[Source data]
use axum::extract::State;
use axum::{routing::get, Json, Router};
use serde::Serialize;

use crate::state::AppState;

/// Liveness of the progress service and the two things completions depend
/// on: the database and the event persistence subscriber.
#[derive(Serialize)]
pub struct HealthResponse {
    /// `"ok"` when the database answers, `"degraded"` otherwise.
    pub status: &'static str,
    pub version: &'static str,
    pub db_healthy: bool,
    /// Receivers on the learning-event bus. Zero means published events
    /// are not being persisted.
    pub event_subscribers: usize,
}

async fn health_check(State(state): State<AppState>) -> Json<HealthResponse> {
    let db_healthy = academy_db::health_check(&state.pool).await.is_ok();
    let event_subscribers = state.event_bus.subscriber_count();
    if !db_healthy {
        tracing::warn!("Health check could not reach the database");
    }

    Json(HealthResponse {
        status: if db_healthy { "ok" } else { "degraded" },
        version: env!("CARGO_PKG_VERSION"),
        db_healthy,
        event_subscribers,
    })
}

/// `GET /health`, mounted outside `/api/v1` and without auth.
pub fn router() -> Router<AppState> {
    Router::new().route("/health", get(health_check))
}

▸ **WORK INSTRUCTION**:
Exact copies of all the entries above are to be printed.

▸ **WRITTEN RESPONSE**:
use axum::extract::State;
use axum::{routing::get, Json, Router};
use serde::Serialize;

use crate::state::AppState;

/// Liveness of the progress service and the two things completions depend
/// on: the database and the event persistence subscriber.
#[derive(Serialize)]
pub struct HealthResponse {
    /// `"ok"` when the database answers, `"degraded"` otherwise.
    pub status: &'static str,
    pub version: &'static str,
    pub db_healthy: bool,
    /// Receivers on the learning-event bus. Zero means published events
    /// are not being persisted.
    pub event_subscribers: usize,
}

async fn health_check(State(state): State<AppState>) -> Json<HealthResponse> {
    let db_healthy = academy_db::health_check(&state.pool).await.is_ok();
    let event_subscribers = state.event_bus.subscriber_count();
    if !db_healthy {
        tracing::warn!("Health check could not reach the database");
    }

    Json(HealthResponse {
        status: if db_healthy { "ok" } else { "degraded" },
        version: env!("CARGO_PKG_VERSION"),
        db_healthy,
        event_subscribers,
    })
}

/// `GET /health`, mounted outside `/api/v1` and without auth.
pub fn router() -> Router<AppState> {
    Router::new().route("/health", get(health_check))
}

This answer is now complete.